Five years ago, Michael and I married. A first wedding for me – a prayer answered, a hope fulfilled. A second wedding for him – a second chance, a fear overcome. Two squirmy young boys watched – bewildered and expectant – as I became their stepmom.

I was not prepared for stepfamily life. Neither was Michael, though he had fewer illusions.

When our magical honeymoon ended, we arrived home to a life that didn’t feel like home at all.

Nothing was simple or easy. Not the weekends suddenly and irretrievably devoted to energetic little boys, full of Lego-building and grilled cheese sandwiches and the smell of pee. Not the weekdays full of negotiations with the Other Household over who-would-pay-for-what and who-would-drive-where-and-when. All this along with the usual stretching and shrinking it takes for two single people to form a single, true We.

Newlywed bliss? Nope.

From there, things never slowed down enough for us to catch our breath. We packed an awful lot into the next half-decade: moves (four and a half), massive reno project (one), boy babies of our own (two), job changes (too many). Five years for us, Michael and I like to joke, is like some people’s ten.

What’s not on that list of events is the reality of our stepfamily life – a complicated mess of issues that soaked into everything, and made so much of it so much heavier. But not just ‘issues’: really two energetic little boys struggling with their boomerang existence, who were dependin on us grown-ups to be grown-up. For Mom and Dad and Stepmom to get along and get on with loving them and helping them with their homework and paying for their summer camp.

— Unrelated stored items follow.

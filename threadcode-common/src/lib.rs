//! threadcode common - shared configuration, errors, and logging.
//!
//! This crate provides:
//! - Configuration types and loading (file + environment overrides)
//! - The shared error type
//! - Logging setup with noise filtering

#![warn(clippy::all)]
#![allow(clippy::pedantic)]

pub mod config;
pub mod error;
pub mod logging;

pub use config::{Config, DiscordConfig, ObservabilityConfig, OpencodeConfig};
pub use error::{Error, Result};

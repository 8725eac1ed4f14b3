//! Discord message sizing.
//!
//! Discord rejects messages longer than 2000 characters, so long assistant
//! replies are cut into consecutive chunks before sending.

/// Maximum message length for Discord.
pub const MAX_MESSAGE_LENGTH: usize = 2000;

/// Split a message into chunks that fit Discord's character limit.
///
/// Chunks are cut at character boundaries only: concatenating them gives back
/// `text` exactly. An empty input yields a single empty chunk.
pub fn split_message(text: &str) -> Vec<String> {
    split_at_chars(text, MAX_MESSAGE_LENGTH)
}

/// Split `text` into runs of at most `max_chars` characters.
pub fn split_at_chars(text: &str, max_chars: usize) -> Vec<String> {
    let max_chars = max_chars.max(1);
    let mut chunks = Vec::new();
    let mut remaining = text;

    while !remaining.is_empty() {
        let cut = remaining
            .char_indices()
            .nth(max_chars)
            .map_or(remaining.len(), |(idx, _)| idx);
        chunks.push(remaining[..cut].to_string());
        remaining = &remaining[cut..];
    }

    if chunks.is_empty() {
        chunks.push(String::new());
    }

    chunks
}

I wish I could say I was noble and Jesus-like, that I graciously let God transform me into a selfless, wonderful wife and stepmother. But God, I felt, was the one who had gotten me into this mess. No way was I going to cheerfully cooperate with him anytime soon, thank you very much.

So mostly I just did a lot of falling apart. Everything felt so difficult. I couldn’t see much good in any of it, least of all in myself. For a long time, I was like the disciples on the Saturday that followed Good Friday: sad, defeated, angry, confused.

It’s this spring that my own Easter Sunday has come. I’m not sure why, or what I’ve done to deserve it. Likely it’s less about what I’ve done, and more about what God (stubborn in his love and grace), has done. Nothing is less complicated. But everything looks different. The good is starting to show clear. The picture is still a little fuzzy. After all, it’s only been five years. But I begin to see.

I see how much Michael and I have learned. How we’ve learned to speak and listen and work through unspeakably stressful issues, together. How we’ve grown in forgiveness and trust, how deep we’ve gone into brokenness. How we are learning – the learning never ends – to love and care for these four little men God has entrusted to us, no matter the complications.

I begin to see how this marriage has hollowed me out – like a jack-o-lantern: God scooping out the guck, carving out bits and pieces, all so his light could shine better through me. I see how the dying – Michael’s and mine – is leading us to the living. I see how maybe this is what God intended for me all along.